A library to load the MNIST image data.  For details of the data
structures that are returned, see the doc strings for ``load_data``
and ``load_data_wrapper``.  In practice, ``load_data_wrapper`` is the
function usually called by our neural network code.
"""

def load_data():
    """ Return three datasets (train/val/test), each one being a tuple of
         - numpy array of setSize x 28 x 28 x 1: Set of images
         - numpy array of setSize x 1: Set of ground truth values
        setSize is 50000 for the train set and 10000 for the val and test sets.
    """
    
    # get raw data: a tuple of two entries (train/test) each one 
    #  being also a tuple of two entries, one for a set of 28x28 images
    #  and the other being a set of their corresponding integers
    (train_val_X, train_val_y), (test_X, test_y) = mnist.load_data()

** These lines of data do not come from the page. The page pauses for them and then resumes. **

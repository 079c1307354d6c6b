//! Messages arriving from the chat transport.

use serde::{Deserialize, Serialize};

use crate::domain::foundation::{ChatId, MessageId, UserId};

/// The user who wrote an inbound message.
#[derive(Debug, Clone, PartialEq, Eq, Serialize, Deserialize)]
pub struct Author {
    pub id: UserId,
    pub username: Option<String>,
}

/// A single message delivered by the transport.
///
/// Command detection follows the usual bot convention: text starting with
/// `/` followed by a name, optionally suffixed with `@botname`, optionally
/// followed by arguments.
#[derive(Debug, Clone, PartialEq, Eq, Serialize, Deserialize)]
pub struct InboundMessage {
    pub message_id: MessageId,
    pub chat_id: ChatId,
    pub author: Author,
    pub text: String,
}

impl InboundMessage {
    /// Creates a message from the given user in the given chat.
    pub fn new(
        message_id: impl Into<MessageId>,
        chat_id: impl Into<ChatId>,
        user_id: impl Into<UserId>,
        text: impl Into<String>,
    ) -> Self {
        Self {
            message_id: message_id.into(),
            chat_id: chat_id.into(),
            author: Author {
                id: user_id.into(),
                username: None,
            },
            text: text.into(),
        }
    }

    /// Attaches the author's display username.
    pub fn with_username(mut self, username: impl Into<String>) -> Self {
        self.author.username = Some(username.into());
        self
    }

    /// Returns the id of the author.
    pub fn user_id(&self) -> UserId {
        self.author.id
    }

    /// Returns the author's username, or an empty string.
    pub fn username(&self) -> &str {
        self.author.username.as_deref().unwrap_or("")
    }

    /// Returns true if this message invokes a bot command.
    pub fn is_command(&self) -> bool {
        self.command().is_some()
    }

    /// Returns the command name without the leading `/` or `@botname` suffix.
    pub fn command(&self) -> Option<&str> {
        let rest = self.text.strip_prefix('/')?;
        let token = rest.split(char::is_whitespace).next()?;
        let name = token.split('@').next()?;
        if name.is_empty() {
            None
        } else {
            Some(name)
        }
    }
}
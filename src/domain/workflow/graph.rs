//! Step graph arena and the builder that wires it.
//!
//! Steps are added to a [`WorkflowBuilder`], which hands back [`StepId`]s.
//! Edges are declared by id and checked when the workflow is built; after
//! that the graph is immutable and shared by every session running it.

use std::collections::{HashMap, VecDeque};
use std::sync::Arc;

use thiserror::Error;

use super::{Branch, BranchStrategy, CancelButton, Command, Step, StepId, Workflow};
use crate::domain::foundation::{DomainError, ErrorCode};
use crate::domain::message::InboundMessage;

/// Where a step leads after an accepted input.
#[derive(Debug, Clone, PartialEq, Eq)]
pub enum Successor {
    /// The step is terminal.
    End,
    Next(StepId),
    /// The branch strategy produced a key missing from the branch table.
    Unresolved { key: String },
}

/// Immutable arena of steps with a designated root.
#[derive(Debug)]
pub struct StepGraph {
    steps: Vec<Step>,
    root: StepId,
}

impl StepGraph {
    pub fn root(&self) -> StepId {
        self.root
    }

    /// Returns the step for an id handed out by this graph's builder.
    pub fn step(&self, id: StepId) -> &Step {
        &self.steps[id.0]
    }

    pub fn len(&self) -> usize {
        self.steps.len()
    }

    pub fn is_empty(&self) -> bool {
        self.steps.is_empty()
    }

    /// Resolves the outgoing edge of `from` for an accepted message.
    ///
    /// A branch, when present, overrides the straight-line successor.
    pub fn successor(&self, from: StepId, msg: &InboundMessage) -> Successor {
        let step = self.step(from);
        if let Some(branch) = step.branch() {
            let key = branch.strategy().select(msg);
            return match branch.target(&key) {
                Some(next) => Successor::Next(next),
                None => Successor::Unresolved { key },
            };
        }
        match step.next() {
            Some(next) => Successor::Next(next),
            None => Successor::End,
        }
    }

    /// Names of steps that no path from the root reaches.
    pub fn unreachable_steps(&self) -> Vec<&str> {
        let mut seen = vec![false; self.steps.len()];
        let mut queue = VecDeque::from([self.root]);
        seen[self.root.0] = true;

        while let Some(id) = queue.pop_front() {
            let step = self.step(id);
            let branch_targets = step.branch().into_iter().flat_map(|b| b.table.values().copied());
            for next in step.next().into_iter().chain(branch_targets) {
                if !seen[next.0] {
                    seen[next.0] = true;
                    queue.push_back(next);
                }
            }
        }

        self.steps
            .iter()
            .zip(seen)
            .filter(|(_, reached)| !reached)
            .map(|(step, _)| step.name())
            .collect()
    }
}

/// Reasons a workflow definition is rejected.
#[derive(Debug, Clone, PartialEq, Eq, Error)]
pub enum WorkflowError {
    #[error("Workflow '{workflow}' has an empty command")]
    EmptyCommand { workflow: String },

    #[error("Workflow '{workflow}' has no steps")]
    NoSteps { workflow: String },

    #[error("Workflow '{workflow}' references step {step} which it does not contain")]
    UnknownStep { workflow: String, step: StepId },

    #[error("Step '{step}' has branch targets but no branch strategy")]
    BranchTargetsWithoutStrategy { step: String },

    #[error("Step '{step}' branches but its branch table is empty")]
    EmptyBranchTable { step: String },

    #[error("Step '{step}' can branch to '{key}' but has no target for it")]
    UncoveredBranch { step: String, key: String },
}
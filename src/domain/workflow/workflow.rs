//! A named, command-triggered workflow definition.

use std::sync::Arc;

use super::{CancelButton, Command, StepGraph};

/// Immutable workflow ready to be registered with a controller.
///
/// Cloning is cheap: the step graph is shared.
#[derive(Debug, Clone)]
pub struct Workflow {
    name: String,
    command: Command,
    graph: Arc<StepGraph>,
    cancel: Option<CancelButton>,
}

impl Workflow {
    pub(crate) fn new(
        name: String,
        command: Command,
        graph: Arc<StepGraph>,
        cancel: Option<CancelButton>,
    ) -> Self {
        Self {
            name,
            command,
            graph,
            cancel,
        }
    }

    pub fn name(&self) -> &str {
        &self.name
    }

    pub fn command(&self) -> &Command {
        &self.command
    }

    pub fn graph(&self) -> &Arc<StepGraph> {
        &self.graph
    }

    /// Workflow-wide cancel button.
    pub fn cancel_button(&self) -> Option<&CancelButton> {
        self.cancel.as_ref()
    }
}
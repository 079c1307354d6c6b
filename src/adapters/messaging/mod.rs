//! Outbound message adapters.

mod console;
mod recording;

pub use console::ConsoleSender;
pub use recording::RecordingSender;
//! Per-user turn serialization.
//!
//! A turn reads a session, mutates it and writes it back. The session store
//! makes each of those atomic on its own; the gate makes the whole sequence
//! atomic per user while turns of different users run in parallel.

use std::collections::HashMap;
use std::sync::Arc;
use tokio::sync::{Mutex, OwnedMutexGuard};

use crate::domain::foundation::UserId;

/// Lock entries kept before idle ones are pruned.
const PRUNE_THRESHOLD: usize = 1024;

/// Holds the turn lock for one user until dropped.
pub type UserTurn = OwnedMutexGuard<()>;

/// Map of per-user async locks. Clones share the same map.
#[derive(Debug, Clone, Default)]
pub struct UserGate {
    locks: Arc<Mutex<HashMap<UserId, Arc<Mutex<()>>>>>,
}

impl UserGate {
    pub fn new() -> Self {
        Self::default()
    }

    /// Waits for `user`'s previous turn to finish and claims the next one.
    pub async fn acquire(&self, user: UserId) -> UserTurn {
        let lock = {
            let mut locks = self.locks.lock().await;
            if locks.len() >= PRUNE_THRESHOLD {
                prune(&mut locks);
            }
            Arc::clone(locks.entry(user).or_default())
        };
        lock.lock_owned().await
    }

    /// Drops locks nobody holds or waits on.
    pub async fn prune(&self) {
        prune(&mut *self.locks.lock().await);
    }

    /// Number of users with a lock entry.
    pub async fn len(&self) -> usize {
        self.locks.lock().await.len()
    }

    pub async fn is_empty(&self) -> bool {
        self.len().await == 0
    }
}

fn prune(locks: &mut HashMap<UserId, Arc<Mutex<()>>>) {
    locks.retain(|_, lock| Arc::strong_count(lock) > 1);
}
//! Integration tests for the dispatch pipeline and idle-session eviction.
//!
//! Flow under test:
//! 1. Several producers push messages into the inbound channel concurrently
//! 2. The dispatcher fans them out to per-user workers
//! 3. Completed answers arrive on the completion channel
//! 4. The reaper evicts sessions that went quiet

use std::sync::Arc;
use std::time::Duration;

use futures::future::join_all;
use tokio::sync::{mpsc, watch};

use chatflow::adapters::{InMemorySessionStore, RecordingSender};
use chatflow::application::{
    DispatchSummary, Dispatcher, SessionReaper, TurnOutcome, WorkflowController,
};
use chatflow::config::DispatchConfig;
use chatflow::domain::foundation::{Timestamp, UserId};
use chatflow::domain::message::{InboundMessage, Keyboard};
use chatflow::domain::session::UserInputs;
use chatflow::domain::workflow::{CancelButton, Step, WorkflowBuilder};
use chatflow::ports::SessionStore;

// =============================================================================
// Test Infrastructure
// =============================================================================

async fn survey_controller(store: Arc<InMemorySessionStore>) -> Arc<WorkflowController> {
    let mut wf = WorkflowBuilder::new("Survey", "survey");
    let colour = wf.step(
        Step::new("Colour", "colour", "Favourite colour?")
            .with_keyboard(Keyboard::new().row(["Red", "Green", "Blue"]).row(["RESET"])),
    );
    let size = wf.step(
        Step::new("Size", "size", "Size?")
            .with_keyboard(Keyboard::new().row(["S", "M", "L"]).row(["RESET"])),
    );
    let done = wf.step(Step::new("Done", "", "Thanks"));
    wf.connect(colour, size)
        .connect(size, done)
        .cancel_button(CancelButton::new("RESET", "Cleared"));

    let controller = WorkflowController::new("survey-bot", store);
    controller.register(wf.build().unwrap()).await;
    Arc::new(controller)
}

fn script_for(user: i64) -> Vec<InboundMessage> {
    let colour = ["Red", "Green", "Blue"][(user % 3) as usize];
    let size = ["S", "M", "L"][(user % 3) as usize];
    ["/survey", colour, size]
        .into_iter()
        .enumerate()
        .map(|(i, text)| InboundMessage::new(user * 100 + i as i64, user, user, text))
        .collect()
}

fn drain(rx: &mut mpsc::Receiver<UserInputs>) -> Vec<UserInputs> {
    let mut out = Vec::new();
    while let Ok(inputs) = rx.try_recv() {
        out.push(inputs);
    }
    out.sort_by_key(|inputs| inputs.user_id());
    out
}

// =============================================================================
// Dispatch
// =============================================================================

#[tokio::test]
async fn concurrent_producers_complete_every_user_in_order() {
    let store = Arc::new(InMemorySessionStore::new());
    let sender = RecordingSender::new().with_delay(Duration::from_millis(1));
    let config = DispatchConfig {
        max_concurrent_turns: 4,
        inbound_buffer: 8,
        user_queue: 2,
    };
    let (done_tx, mut done_rx) = mpsc::channel(32);
    let dispatcher = Dispatcher::new(
        survey_controller(store.clone()).await,
        Arc::new(sender.clone()),
        &config,
    )
    .with_completions(done_tx);

    let (tx, rx) = mpsc::channel(config.inbound_buffer);
    let (_shutdown_tx, shutdown_rx) = watch::channel(false);
    let pump = tokio::spawn(dispatcher.run(rx, shutdown_rx));

    let users: Vec<i64> = (1..=12).collect();
    join_all(users.iter().map(|&user| {
        let tx = tx.clone();
        async move {
            for message in script_for(user) {
                tx.send(message).await.unwrap();
            }
        }
    }))
    .await;
    drop(tx);

    let summary = pump.await.unwrap();
    assert_eq!(
        summary,
        DispatchSummary {
            dispatched: 36,
            completed: 12
        }
    );

    let completed = drain(&mut done_rx);
    assert_eq!(completed.len(), 12);
    for inputs in &completed {
        let user = inputs.user_id().value();
        assert_eq!(inputs.get("colour"), Some(["Red", "Green", "Blue"][(user % 3) as usize]));
        assert_eq!(inputs.get("size"), Some(["S", "M", "L"][(user % 3) as usize]));
    }

    for &user in &users {
        let texts: Vec<String> = sender
            .sent_to(UserId::new(user))
            .await
            .into_iter()
            .map(|reply| reply.text)
            .collect();
        assert_eq!(texts, vec!["Favourite colour?", "Size?", "Thanks"]);
    }
    assert_eq!(store.len().await.unwrap(), 0);
}

#[tokio::test]
async fn cancelled_and_rejected_runs_are_not_reported() {
    let store = Arc::new(InMemorySessionStore::new());
    let sender = RecordingSender::new();
    let (done_tx, mut done_rx) = mpsc::channel(8);
    let dispatcher = Dispatcher::new(
        survey_controller(store.clone()).await,
        Arc::new(sender.clone()),
        &DispatchConfig::default(),
    )
    .with_completions(done_tx);

    let (tx, rx) = mpsc::channel(16);
    let (_shutdown_tx, shutdown_rx) = watch::channel(false);
    for (i, (user, text)) in [
        (1, "/survey"),
        (2, "/survey"),
        (1, "Purple"),
        (2, "Red"),
        (2, "RESET"),
        (1, "Blue"),
    ]
    .into_iter()
    .enumerate()
    {
        tx.send(InboundMessage::new(i as i64, user, user, text))
            .await
            .unwrap();
    }
    drop(tx);

    let summary = dispatcher.run(rx, shutdown_rx).await;

    assert_eq!(summary.dispatched, 6);
    assert_eq!(summary.completed, 0);
    assert!(drain(&mut done_rx).is_empty());
    assert_eq!(store.users().await, vec![UserId::new(1)]);

    let user2 = sender.sent_to(UserId::new(2)).await;
    assert_eq!(user2.last().map(|r| r.text.as_str()), Some("Cleared"));
}

// =============================================================================
// Eviction
// =============================================================================

#[tokio::test]
async fn evicted_session_no_longer_accepts_answers() {
    let store = Arc::new(InMemorySessionStore::new());
    let controller = survey_controller(store.clone()).await;
    let sender = RecordingSender::new();
    controller
        .execute(&InboundMessage::new(1, 5, 5, "/survey"), &sender)
        .await;

    let reaper = SessionReaper::new(
        store.clone(),
        controller.gate().clone(),
        Duration::from_secs(30),
        Duration::from_secs(5),
    );
    let evicted = reaper
        .sweep_at(Timestamp::now().plus_secs(31))
        .await
        .unwrap();

    assert_eq!(evicted.len(), 1);
    assert_eq!(evicted[0].user_id(), UserId::new(5));
    assert_eq!(store.len().await.unwrap(), 0);

    let outcome = controller
        .execute(&InboundMessage::new(2, 5, 5, "Red"), &sender)
        .await;
    assert_eq!(outcome, TurnOutcome::Unrecognized);
}

#[tokio::test]
async fn recent_sessions_survive_a_sweep() {
    let store = Arc::new(InMemorySessionStore::new());
    let controller = survey_controller(store.clone()).await;
    let sender = RecordingSender::new();
    controller
        .execute(&InboundMessage::new(1, 6, 6, "/survey"), &sender)
        .await;

    let reaper = SessionReaper::new(
        store.clone(),
        controller.gate().clone(),
        Duration::from_secs(30),
        Duration::from_secs(5),
    );
    let evicted = reaper.sweep_at(Timestamp::now().plus_secs(10)).await.unwrap();

    assert!(evicted.is_empty());
    assert!(controller.session(UserId::new(6)).await.is_some());
}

    # to convert values from 0 to 255 into range 0. to 1.
    train_val_X = train_val_X.astype('float32') / 255.
    test_X = test_X.astype('float32') / 255.
    
    # Conv2D need 3D images (row, columns, chanels), so adding the chanel dimension
    train_val_X = np.reshape(train_val_X, (len(train_val_X), 28, 28, 1)) 
    test_X = np.reshape(test_X, (len(test_X), 28, 28, 1))
    
    train_X = train_val_X[:-10000]
    val_X = train_val_X[-10000:]

    train_y = train_val_y[:-10000]
    val_y = train_val_y[-10000:]
    
    return (train_X, train_y), (val_X, val_y), (test_X, test_y)

(train_x, train_y), (val_x, val_y), (test_x, test_y) = load_data()

Run the cell below to check a handwritten number. Run it several times to see check different samples.

In [None]:
idx = np.random.randint(0,50000)
plt.figure(figsize=(1,1))
plt.imshow(train_x[idx,:,:], cmap='gray')
plt.title(f"number: {train_y[idx]}");
plt.show()

print(f"{train_x.shape=}")
print(f"{train_y.shape=}")

print(f"{val_x.shape=}")
print(f"{val_y.shape=}")

print(f"{test_x.shape=}")
print(f"{test_y.shape=}")

Check the datasets shape!

### 1.1 Labels preprocessing (One hot encoding for classification)

The best strategy for categorical classification (classify input items into certain categories, where every item belong only in one of that categories) is to have one dedicated output neuron for each possible category. In this way, the assigned category for a given input will correspond to the most activated (hottest) output neuron. This is called one hot encoding.

Check [<u>this</u>](https://machinelearningmastery.com/why-one-hot-encode-data-in-machine-learning/) for more information on one hot encoding.

Therefore, the first step is to prepare the dataset in this way.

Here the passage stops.